● The task:
Please keep to the lines below from the one with "说明: 入库幂等键保证重复导入同一文件安全（重传计入 duplicate_rows）" through the one with "row.get(key)", and restate them word for word, ends included.

::::

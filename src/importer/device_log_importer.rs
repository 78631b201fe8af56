// ==========================================
// 冷链运输监控系统 - 设备日志导入器
// ==========================================
// 职责: 温度记录仪导出文件 → 字段映射 → 逐行提交入库引擎
// 说明: 入库幂等键保证重复导入同一文件安全（重传计入 duplicate_rows）
// ==========================================

use crate::config::PolicyConfigReader;
use crate::domain::reading::{
    ImportRowError, NewReading, RawReadingRecord, ReadingImportReport,
};
use crate::domain::types::ReadingSource;
use crate::engine::ingestor::ReadingIngestor;
use crate::importer::error::ImportError;
use crate::importer::file_parser::parser_for;
use chrono::{DateTime, NaiveDateTime, Utc};
use std::collections::HashMap;
use std::path::Path;
use std::sync::Arc;
use tracing::{info, warn};
use uuid::Uuid;

// ===== 设备导出文件的标准列名 =====
const COL_SHIPMENT_ID: &str = "shipment_id";
const COL_TEMPERATURE: &str = "temperature";
const COL_HUMIDITY: &str = "humidity";
const COL_RECORDED_AT: &str = "recorded_at";
const COL_DEVICE_ID: &str = "device_id";
const COL_NOTES: &str = "notes";

// ==========================================
// DeviceLogImporter - 设备日志导入器
// ==========================================
pub struct DeviceLogImporter<C>
where
    C: PolicyConfigReader,
{
    ingestor: Arc<ReadingIngestor<C>>,
}

impl<C> DeviceLogImporter<C>
where
    C: PolicyConfigReader,
{
    /// 创建新的 DeviceLogImporter 实例
    pub fn new(ingestor: Arc<ReadingIngestor<C>>) -> Self {
        Self { ingestor }
    }

    // ==========================================
    // 字段映射
    // ==========================================

    /// 取可选字符串列（空白视为缺失）
    fn get_opt(row: &HashMap<String, String>, key: &str) -> Option<String> {
        row.get(key)
            .map(|v| v.trim().to_string())
            .filter(|v| !v.is_empty())
    }

    /// 解析可选数值列
    fn parse_opt_f64(
        row: &HashMap<String, String>,
        key: &str,
        row_number: usize,
    ) -> Result<Option<f64>, ImportError> {
        match Self::get_opt(row, key) {
            None => Ok(None),
            Some(raw) => raw
                .parse::<f64>()
                .map(Some)
                .map_err(|e| ImportError::TypeConversionError {
                    row: row_number,
                    field: key.to_string(),
                    message: e.to_string(),
                }),
        }
    }

    /// 解析采样时间（ISO-8601；容忍记录仪常见的无时区格式，按 UTC 处理）
    fn parse_opt_timestamp(
        row: &HashMap<String, String>,
        key: &str,
        row_number: usize,
    ) -> Result<Option<DateTime<Utc>>, ImportError> {
        let Some(raw) = Self::get_opt(row, key) else {
            return Ok(None);
        };

        if let Ok(dt) = DateTime::parse_from_rfc3339(&raw) {
            return Ok(Some(dt.with_timezone(&Utc)));
        }
        if let Ok(naive) = NaiveDateTime::parse_from_str(&raw, "%Y-%m-%d %H:%M:%S") {
            return Ok(Some(naive.and_utc()));
        }

        Err(ImportError::TimestampFormatError {
            row: row_number,
            field: key.to_string(),
            value: raw,
        })
    }

    /// 单行映射为中间结构
    fn map_row(
        row: &HashMap<String, String>,
        row_number: usize,
    ) -> Result<RawReadingRecord, ImportError> {
        Ok(RawReadingRecord {
            shipment_id: Self::get_opt(row, COL_SHIPMENT_ID),
            temperature: Self::parse_opt_f64(row, COL_TEMPERATURE, row_number)?,
            humidity: Self::parse_opt_f64(row, COL_HUMIDITY, row_number)?,
            recorded_at: Self::parse_opt_timestamp(row, COL_RECORDED_AT, row_number)?,
            device_id: Self::get_opt(row, COL_DEVICE_ID),
            notes: Self::get_opt(row, COL_NOTES),
            row_number,
        })
    }

    // ==========================================
    // 核心操作
    // ==========================================

    /// 导入设备日志文件
    ///
    /// # 参数
    /// - file_path: 导出文件路径（.csv/.xlsx/.xls）
    /// - default_shipment_id: 文件未带 shipment_id 列时的归属运单
    ///
    /// # 返回
    /// - ReadingImportReport: 逐行结果汇总（新入库/重传去重/拒绝）
    pub async fn import_file(
        &self,
        file_path: &Path,
        default_shipment_id: Option<&str>,
    ) -> Result<ReadingImportReport, ImportError> {
        let parser = parser_for(file_path)?;
        let rows = parser
            .parse_to_raw_records(file_path)
            .map_err(|e| ImportError::FileReadError(e.to_string()))?;

        let batch_id = Uuid::new_v4().to_string();
        let total_rows = rows.len();
        let mut imported_rows = 0usize;
        let mut duplicate_rows = 0usize;
        let mut errors: Vec<ImportRowError> = Vec::new();

        for (idx, row) in rows.iter().enumerate() {
            // 表头占第 1 行，数据行号从 2 起
            let row_number = idx + 2;

            let record = match Self::map_row(row, row_number) {
                Ok(r) => r,
                Err(e) => {
                    errors.push(ImportRowError {
                        row_number,
                        message: e.to_string(),
                    });
                    continue;
                }
            };

            // 必填字段检查
            let shipment_id = match record
                .shipment_id
                .as_deref()
                .or(default_shipment_id)
            {
                Some(id) => id.to_string(),
                None => {
                    errors.push(ImportRowError {
                        row_number,
                        message: ImportError::ShipmentIdMissing(row_number).to_string(),
                    });
                    continue;
                }
            };
            let Some(temperature) = record.temperature else {
                errors.push(ImportRowError {
                    row_number,
                    message: format!("温度缺失 (行 {})", row_number),
                });
                continue;
            };

            let input = NewReading {
                shipment_id,
                temperature,
                humidity: record.humidity,
                recorded_at: record.recorded_at,
                source: ReadingSource::Device,
                device_id: record.device_id,
                notes: record.notes,
            };

            match self.ingestor.submit_with_outcome(input).await {
                Ok((_, true)) => duplicate_rows += 1,
                Ok((_, false)) => imported_rows += 1,
                Err(e) => {
                    warn!(row = row_number, error = %e, "读数提交失败，行被拒绝");
                    errors.push(ImportRowError {
                        row_number,
                        message: ImportError::SubmitError {
                            row: row_number,
                            message: e.to_string(),
                        }
                        .to_string(),
                    });
                }
            }
        }

        let report = ReadingImportReport {
            batch_id,
            file_name: file_path
                .file_name()
                .map(|n| n.to_string_lossy().to_string()),
            total_rows,
            imported_rows,
            duplicate_rows,
            rejected_rows: errors.len(),
            errors,
            imported_at: Utc::now(),
        };

        info!(
            batch_id = %report.batch_id,
            total = report.total_rows,
            imported = report.imported_rows,
            duplicate = report.duplicate_rows,
            rejected = report.rejected_rows,
            "设备日志导入完成"
        );

        Ok(report)
    }
}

::::

● Solved problem:
// 说明: 入库幂等键保证重复导入同一文件安全（重传计入 duplicate_rows）
// ==========================================

use crate::config::PolicyConfigReader;
use crate::domain::reading::{
    ImportRowError, NewReading, RawReadingRecord, ReadingImportReport,
};
use crate::domain::types::ReadingSource;
use crate::engine::ingestor::ReadingIngestor;
use crate::importer::error::ImportError;
use crate::importer::file_parser::parser_for;
use chrono::{DateTime, NaiveDateTime, Utc};
use std::collections::HashMap;
use std::path::Path;
use std::sync::Arc;
use tracing::{info, warn};
use uuid::Uuid;

// ===== 设备导出文件的标准列名 =====
const COL_SHIPMENT_ID: &str = "shipment_id";
const COL_TEMPERATURE: &str = "temperature";
const COL_HUMIDITY: &str = "humidity";
const COL_RECORDED_AT: &str = "recorded_at";
const COL_DEVICE_ID: &str = "device_id";
const COL_NOTES: &str = "notes";

// ==========================================
// DeviceLogImporter - 设备日志导入器
// ==========================================
pub struct DeviceLogImporter<C>
where
    C: PolicyConfigReader,
{
    ingestor: Arc<ReadingIngestor<C>>,
}

impl<C> DeviceLogImporter<C>
where
    C: PolicyConfigReader,
{
    /// 创建新的 DeviceLogImporter 实例
    pub fn new(ingestor: Arc<ReadingIngestor<C>>) -> Self {
        Self { ingestor }
    }

    // ==========================================
    // 字段映射
    // ==========================================

    /// 取可选字符串列（空白视为缺失）
    fn get_opt(row: &HashMap<String, String>, key: &str) -> Option<String> {
        row.get(key)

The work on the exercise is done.